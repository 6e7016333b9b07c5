//! The main loop: menu, play session, game over and high score screens

use std::sync::Arc;
use std::time::{Duration, Instant};

use rand::rngs::StdRng;
use rand::{RngCore, SeedableRng};
use tracing::{debug, warn};

use crate::config::{GAME_OVER_HOLD, MENU_REPEAT};
use crate::display::{self, Display, Hud};
use crate::game::{GameEvent, GameState, Phase};
use crate::input::{self, Button, ButtonLatch, Joystick};
use crate::sound::{Buzzer, SoundCue};
use crate::storage::{Eeprom, HighScoreStore};

/// Time since power-up
pub trait Clock {
    fn now(&self) -> Duration;
}

/// Clock backed by `Instant`, starting at zero when created
#[derive(Debug, Clone, Copy)]
pub struct MonotonicClock {
    start: Instant,
}

impl MonotonicClock {
    pub fn new() -> Self {
        Self { start: Instant::now() }
    }
}

impl Default for MonotonicClock {
    fn default() -> Self {
        Self::new()
    }
}

impl Clock for MonotonicClock {
    fn now(&self) -> Duration {
        self.start.elapsed()
    }
}

#[derive(Debug, Clone, Copy, PartialEq, Eq)]
pub enum MenuItem {
    Start,
    HighScores,
}

impl MenuItem {
    /// The other entry; the two-item menu wraps in both directions
    pub fn toggled(self) -> MenuItem {
        match self {
            MenuItem::Start => MenuItem::HighScores,
            MenuItem::HighScores => MenuItem::Start,
        }
    }
}

#[derive(Debug, Clone)]
pub enum Screen {
    Menu { selected: MenuItem },
    Playing { game: GameState, hud: Hud },
    /// Final frame of the session, held before the high score screen
    GameOver { game: GameState, new_best: bool, since: Duration },
    /// Waits for a press on BACK
    HighScore { best: u32 },
}

/// Owns the hardware and the current screen
pub struct GameContext<D, J, B, E> {
    display: D,
    joystick: J,
    buzzer: B,
    scores: HighScoreStore<E>,
    button: Button,
    screen: Screen,
    menu_moved_at: Option<Duration>,
    seeder: StdRng,
}

impl<D, J, B, E> GameContext<D, J, B, E>
where
    D: Display,
    J: Joystick,
    B: Buzzer,
    E: Eeprom,
{
    /// Power-up: plays the start melody and shows the menu
    pub fn new(display: D, joystick: J, mut buzzer: B, eeprom: E, latch: Arc<ButtonLatch>, seed: u64) -> Self {
        buzzer.play(SoundCue::GameStart);
        let mut ctx = Self {
            display,
            joystick,
            buzzer,
            scores: HighScoreStore::new(eeprom),
            button: Button::new(latch),
            screen: Screen::Menu { selected: MenuItem::Start },
            menu_moved_at: None,
            seeder: StdRng::seed_from_u64(seed),
        };
        ctx.render();
        ctx
    }

    pub fn screen(&self) -> &Screen {
        &self.screen
    }

    pub fn display(&self) -> &D {
        &self.display
    }

    pub fn buzzer(&self) -> &B {
        &self.buzzer
    }

    pub fn joystick_mut(&mut self) -> &mut J {
        &mut self.joystick
    }

    pub fn scores(&mut self) -> &mut HighScoreStore<E> {
        &mut self.scores
    }

    /// The latch the button's edge handler signals
    pub fn latch(&self) -> Arc<ButtonLatch> {
        Arc::clone(self.button.latch())
    }

    /// Start a play session with `game`
    pub fn play(&mut self, game: GameState) {
        self.screen = Screen::Playing { game, hud: Hud::default() };
        self.render();
    }

    pub fn tick<C: Clock + ?Sized>(&mut self, clock: &C) {
        self.step(clock.now());
    }

    /// One pass of the main loop at `now`
    pub fn step(&mut self, now: Duration) {
        let pressed = self.button.poll(now);
        let x = input::scale_axis(self.joystick.read_x());
        let y = input::scale_axis(self.joystick.read_y());

        let next = match &mut self.screen {
            Screen::Menu { selected } => {
                let menu_ready = self.menu_moved_at.is_none_or(|at| now.saturating_sub(at) >= MENU_REPEAT);
                if y != 0 && menu_ready {
                    *selected = selected.toggled();
                    self.menu_moved_at = Some(now);
                    self.buzzer.play(SoundCue::Click);
                }
                if pressed {
                    Some(self.select(now))
                } else {
                    None
                }
            }
            Screen::Playing { game, hud } => {
                if pressed {
                    self.buzzer.play(SoundCue::Click);
                    if let Some(event) = game.press(now) {
                        if let Some(cue) = event.cue() {
                            self.buzzer.play(cue);
                        }
                    }
                }
                game.steer(input::intent(x, y));

                let mut game_over = None;
                for event in game.update(now) {
                    if let Some(cue) = event.cue() {
                        self.buzzer.play(cue);
                    }
                    match event {
                        GameEvent::Countdown { seconds } => hud.countdown = Some(seconds),
                        GameEvent::FoodMissed { .. } => hud.countdown = Some(0),
                        GameEvent::FoodEaten { .. } => hud.countdown = None,
                        GameEvent::GameOver { points, .. } => game_over = Some(points),
                        _ => {}
                    }
                }
                game_over.map(|points| {
                    let new_best = record_score(&mut self.scores, points);
                    Screen::GameOver { game: game.clone(), new_best, since: now }
                })
            }
            Screen::GameOver { since, .. } => {
                if now.saturating_sub(*since) >= GAME_OVER_HOLD {
                    self.buzzer.play(SoundCue::GameOver);
                    Some(Screen::HighScore { best: read_best(&mut self.scores) })
                } else {
                    None
                }
            }
            Screen::HighScore { .. } => {
                if pressed {
                    self.buzzer.play(SoundCue::Click);
                    Some(Screen::Menu { selected: MenuItem::Start })
                } else {
                    None
                }
            }
        };

        if let Some(next) = next {
            self.screen = next;
        }
        self.render();
    }

    fn select(&mut self, now: Duration) -> Screen {
        self.buzzer.play(SoundCue::Click);
        match &self.screen {
            Screen::Menu { selected: MenuItem::HighScores } => Screen::HighScore {
                best: read_best(&mut self.scores),
            },
            _ => {
                let rng = StdRng::seed_from_u64(self.seeder.next_u64());
                Screen::Playing {
                    game: GameState::new(rng, now),
                    hud: Hud::default(),
                }
            }
        }
    }

    fn render(&mut self) {
        match &self.screen {
            Screen::Menu { selected } => display::draw_menu(&mut self.display, *selected),
            Screen::Playing { game, hud } => {
                display::draw_game(&mut self.display, game, hud);
                if game.phase() == Phase::Paused {
                    display::draw_paused(&mut self.display);
                }
            }
            Screen::GameOver { game, new_best, .. } => {
                display::draw_game(&mut self.display, game, &Hud::default());
                display::draw_game_over(&mut self.display, game.points(), *new_best);
            }
            Screen::HighScore { best } => display::draw_high_score(&mut self.display, *best),
        }
    }
}

fn record_score<E: Eeprom>(scores: &mut HighScoreStore<E>, points: u32) -> bool {
    match scores.record(points) {
        Ok(new_best) => new_best,
        Err(e) => {
            warn!("Could not store high score {}: {}", points, e);
            false
        }
    }
}

fn read_best<E: Eeprom>(scores: &mut HighScoreStore<E>) -> u32 {
    match scores.read() {
        Ok(best) => {
            debug!("High score {}", best);
            best
        }
        Err(e) => {
            warn!("Could not read high score: {}", e);
            0
        }
    }
}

************

*What is needed*
Set down all the data exactly as given.

*Solution*
repository 6e7016333b9b07c5
//! The main loop: menu, play session, game over and high score screens

use std::sync::Arc;
use std::time::{Duration, Instant};

use rand::rngs::StdRng;
use rand::{RngCore, SeedableRng};
use tracing::{debug, warn};

use crate::config::{GAME_OVER_HOLD, MENU_REPEAT};
use crate::display::{self, Display, Hud};
use crate::game::{GameEvent, GameState, Phase};
use crate::input::{self, Button, ButtonLatch, Joystick};
use crate::sound::{Buzzer, SoundCue};
use crate::storage::{Eeprom, HighScoreStore};

/// Time since power-up
pub trait Clock {
    fn now(&self) -> Duration;
}

/// Clock backed by `Instant`, starting at zero when created
#[derive(Debug, Clone, Copy)]
pub struct MonotonicClock {
    start: Instant,
}

impl MonotonicClock {
    pub fn new() -> Self {
        Self { start: Instant::now() }
    }
}

impl Default for MonotonicClock {
    fn default() -> Self {
        Self::new()
    }
}

impl Clock for MonotonicClock {
    fn now(&self) -> Duration {
        self.start.elapsed()
    }
}

#[derive(Debug, Clone, Copy, PartialEq, Eq)]
pub enum MenuItem {
    Start,
    HighScores,
}

impl MenuItem {
    /// The other entry; the two-item menu wraps in both directions
    pub fn toggled(self) -> MenuItem {
        match self {
            MenuItem::Start => MenuItem::HighScores,
            MenuItem::HighScores => MenuItem::Start,
        }
    }
}

#[derive(Debug, Clone)]
pub enum Screen {
    Menu { selected: MenuItem },
    Playing { game: GameState, hud: Hud },
    /// Final frame of the session, held before the high score screen
    GameOver { game: GameState, new_best: bool, since: Duration },
    /// Waits for a press on BACK
    HighScore { best: u32 },
}

/// Owns the hardware and the current screen
pub struct GameContext<D, J, B, E> {
    display: D,
    joystick: J,
    buzzer: B,
    scores: HighScoreStore<E>,
    button: Button,
    screen: Screen,
    menu_moved_at: Option<Duration>,
    seeder: StdRng,
}

impl<D, J, B, E> GameContext<D, J, B, E>
where
    D: Display,
    J: Joystick,
    B: Buzzer,
    E: Eeprom,
{
    /// Power-up: plays the start melody and shows the menu
    pub fn new(display: D, joystick: J, mut buzzer: B, eeprom: E, latch: Arc<ButtonLatch>, seed: u64) -> Self {
        buzzer.play(SoundCue::GameStart);
        let mut ctx = Self {
            display,
            joystick,
            buzzer,
            scores: HighScoreStore::new(eeprom),
            button: Button::new(latch),
            screen: Screen::Menu { selected: MenuItem::Start },
            menu_moved_at: None,
            seeder: StdRng::seed_from_u64(seed),
        };
        ctx.render();
        ctx
    }

    pub fn screen(&self) -> &Screen {
        &self.screen
    }

    pub fn display(&self) -> &D {
        &self.display
    }

    pub fn buzzer(&self) -> &B {
        &self.buzzer
    }

    pub fn joystick_mut(&mut self) -> &mut J {
        &mut self.joystick
    }

    pub fn scores(&mut self) -> &mut HighScoreStore<E> {
        &mut self.scores
    }

    /// The latch the button's edge handler signals
    pub fn latch(&self) -> Arc<ButtonLatch> {
        Arc::clone(self.button.latch())
    }

    /// Start a play session with `game`
    pub fn play(&mut self, game: GameState) {
        self.screen = Screen::Playing { game, hud: Hud::default() };
        self.render();
    }

    pub fn tick<C: Clock + ?Sized>(&mut self, clock: &C) {
        self.step(clock.now());
    }

    /// One pass of the main loop at `now`
    pub fn step(&mut self, now: Duration) {
        let pressed = self.button.poll(now);
        let x = input::scale_axis(self.joystick.read_x());
        let y = input::scale_axis(self.joystick.read_y());

        let next = match &mut self.screen {
            Screen::Menu { selected } => {
                let menu_ready = self.menu_moved_at.is_none_or(|at| now.saturating_sub(at) >= MENU_REPEAT);
                if y != 0 && menu_ready {
                    *selected = selected.toggled();
                    self.menu_moved_at = Some(now);
                    self.buzzer.play(SoundCue::Click);
                }
                if pressed {
                    Some(self.select(now))
                } else {
                    None
                }
            }
            Screen::Playing { game, hud } => {
                if pressed {
                    self.buzzer.play(SoundCue::Click);
                    if let Some(event) = game.press(now) {
                        if let Some(cue) = event.cue() {
                            self.buzzer.play(cue);
                        }
                    }
                }
                game.steer(input::intent(x, y));

                let mut game_over = None;
                for event in game.update(now) {
                    if let Some(cue) = event.cue() {
                        self.buzzer.play(cue);
                    }
                    match event {
                        GameEvent::Countdown { seconds } => hud.countdown = Some(seconds),
                        GameEvent::FoodMissed { .. } => hud.countdown = Some(0),
                        GameEvent::FoodEaten { .. } => hud.countdown = None,
                        GameEvent::GameOver { points, .. } => game_over = Some(points),
                        _ => {}
                    }
                }
                game_over.map(|points| {
                    let new_best = record_score(&mut self.scores, points);
                    Screen::GameOver { game: game.clone(), new_best, since: now }
                })
            }
            Screen::GameOver { since, .. } => {
                if now.saturating_sub(*since) >= GAME_OVER_HOLD {
                    self.buzzer.play(SoundCue::GameOver);
                    Some(Screen::HighScore { best: read_best(&mut self.scores) })
                } else {
                    None
                }
            }
            Screen::HighScore { .. } => {
                if pressed {
                    self.buzzer.play(SoundCue::Click);
                    Some(Screen::Menu { selected: MenuItem::Start })
                } else {
                    None
                }
            }
        };

        if let Some(next) = next {
            self.screen = next;
        }
        self.render();
    }

    fn select(&mut self, now: Duration) -> Screen {
        self.buzzer.play(SoundCue::Click);
        match &self.screen {
            Screen::Menu { selected: MenuItem::HighScores } => Screen::HighScore {
                best: read_best(&mut self.scores),
            },
            _ => {
                let rng = StdRng::seed_from_u64(self.seeder.next_u64());
                Screen::Playing {
                    game: GameState::new(rng, now),
                    hud: Hud::default(),
                }
            }
        }
    }

    fn render(&mut self) {
        match &self.screen {
            Screen::Menu { selected } => display::draw_menu(&mut self.display, *selected),
            Screen::Playing { game, hud } => {
                display::draw_game(&mut self.display, game, hud);
                if game.phase() == Phase::Paused {
                    display::draw_paused(&mut self.display);
                }
            }
            Screen::GameOver { game, new_best, .. } => {
                display::draw_game(&mut self.display, game, &Hud::default());
                display::draw_game_over(&mut self.display, game.points(), *new_best);
            }
            Screen::HighScore { best } => display::draw_high_score(&mut self.display, *best),
        }
    }
}

fn record_score<E: Eeprom>(scores: &mut HighScoreStore<E>, points: u32) -> bool {
    match scores.record(points) {
        Ok(new_best) => new_best,
        Err(e) => {
            warn!("Could not store high score {}: {}", points, e);
            false
        }
    }
}

fn read_best<E: Eeprom>(scores: &mut HighScoreStore<E>) -> u32 {
    match scores.read() {
        Ok(best) => {
            debug!("High score {}", best);
            best
        }
        Err(e) => {
            warn!("Could not read high score: {}", e);
            0
        }
    }
}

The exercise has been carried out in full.